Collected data
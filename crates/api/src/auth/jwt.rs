//! Access-token validation for tokens minted by the platform identity
//! service. [`generate_access_token`] produces the same shape for tooling
//! and tests.

use grua_core::types::DbId;
use jsonwebtoken::{decode, encode, DecodingKey, EncodingKey, Header, Validation};
use serde::{Deserialize, Serialize};
use uuid::Uuid;

use crate::config::env_or;

/// Issuer expected when `JWT_ISSUER` is unset.
pub const DEFAULT_ISSUER: &str = "grua-identity";

#[derive(Debug, Serialize, Deserialize, Clone)]
pub struct Claims {
    /// The user's id in the platform directory.
    pub sub: DbId,
    /// `admin`, `supervisor` or `operator`.
    pub role: String,
    pub iss: String,
    pub exp: i64,
    pub iat: i64,
    pub jti: String,
}

#[derive(Debug, Clone)]
pub struct JwtConfig {
    /// Shared HS256 secret.
    pub secret: String,
    pub issuer: String,
    pub access_token_expiry_mins: i64,
}

impl JwtConfig {
    /// | Env Var                  | Required | Default         |
    /// |--------------------------|----------|-----------------|
    /// | `JWT_SECRET`             | **yes**  | --              |
    /// | `JWT_ISSUER`             | no       | `grua-identity` |
    /// | `JWT_ACCESS_EXPIRY_MINS` | no       | `15`            |
    ///
    /// # Panics
    ///
    /// Panics if `JWT_SECRET` is missing or empty.
    pub fn from_env() -> Self {
        let secret =
            std::env::var("JWT_SECRET").expect("JWT_SECRET must be set in the environment");
        assert!(!secret.is_empty(), "JWT_SECRET must not be empty");

        Self {
            secret,
            issuer: env_or("JWT_ISSUER", DEFAULT_ISSUER.to_string()),
            access_token_expiry_mins: env_or("JWT_ACCESS_EXPIRY_MINS", 15),
        }
    }

    fn validation(&self) -> Validation {
        let mut validation = Validation::default();
        validation.set_issuer(&[self.issuer.as_str()]);
        validation.set_required_spec_claims(&["exp", "iss", "sub"]);
        validation
    }
}

/// Mint an HS256 token for `user_id` acting as `role`.
pub fn generate_access_token(
    user_id: DbId,
    role: &str,
    config: &JwtConfig,
) -> Result<String, jsonwebtoken::errors::Error> {
    let now = chrono::Utc::now().timestamp();
    let claims = Claims {
        sub: user_id,
        role: role.to_string(),
        iss: config.issuer.clone(),
        exp: now + config.access_token_expiry_mins * 60,
        iat: now,
        jti: Uuid::new_v4().to_string(),
    };

    encode(
        &Header::default(),
        &claims,
        &EncodingKey::from_secret(config.secret.as_bytes()),
    )
}

/// Check signature, expiry and issuer, returning the embedded [`Claims`].
pub fn validate_token(
    token: &str,
    config: &JwtConfig,
) -> Result<Claims, jsonwebtoken::errors::Error> {
    decode::<Claims>(
        token,
        &DecodingKey::from_secret(config.secret.as_bytes()),
        &config.validation(),
    )
    .map(|data| data.claims)
}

◆ **About this task**
Beginning with the line that holds "let now = chrono::Utc::now().timestamp();", copy the entries exactly to their last line, and leave out every earlier line.

◆ **Response**
    let now = chrono::Utc::now().timestamp();
    let claims = Claims {
        sub: user_id,
        role: role.to_string(),
        iss: config.issuer.clone(),
        exp: now + config.access_token_expiry_mins * 60,
        iat: now,
        jti: Uuid::new_v4().to_string(),
    };

    encode(
        &Header::default(),
        &claims,
        &EncodingKey::from_secret(config.secret.as_bytes()),
    )
}

/// Check signature, expiry and issuer, returning the embedded [`Claims`].
pub fn validate_token(
    token: &str,
    config: &JwtConfig,
) -> Result<Claims, jsonwebtoken::errors::Error> {
    decode::<Claims>(
        token,
        &DecodingKey::from_secret(config.secret.as_bytes()),
        &config.validation(),
    )
    .map(|data| data.claims)
}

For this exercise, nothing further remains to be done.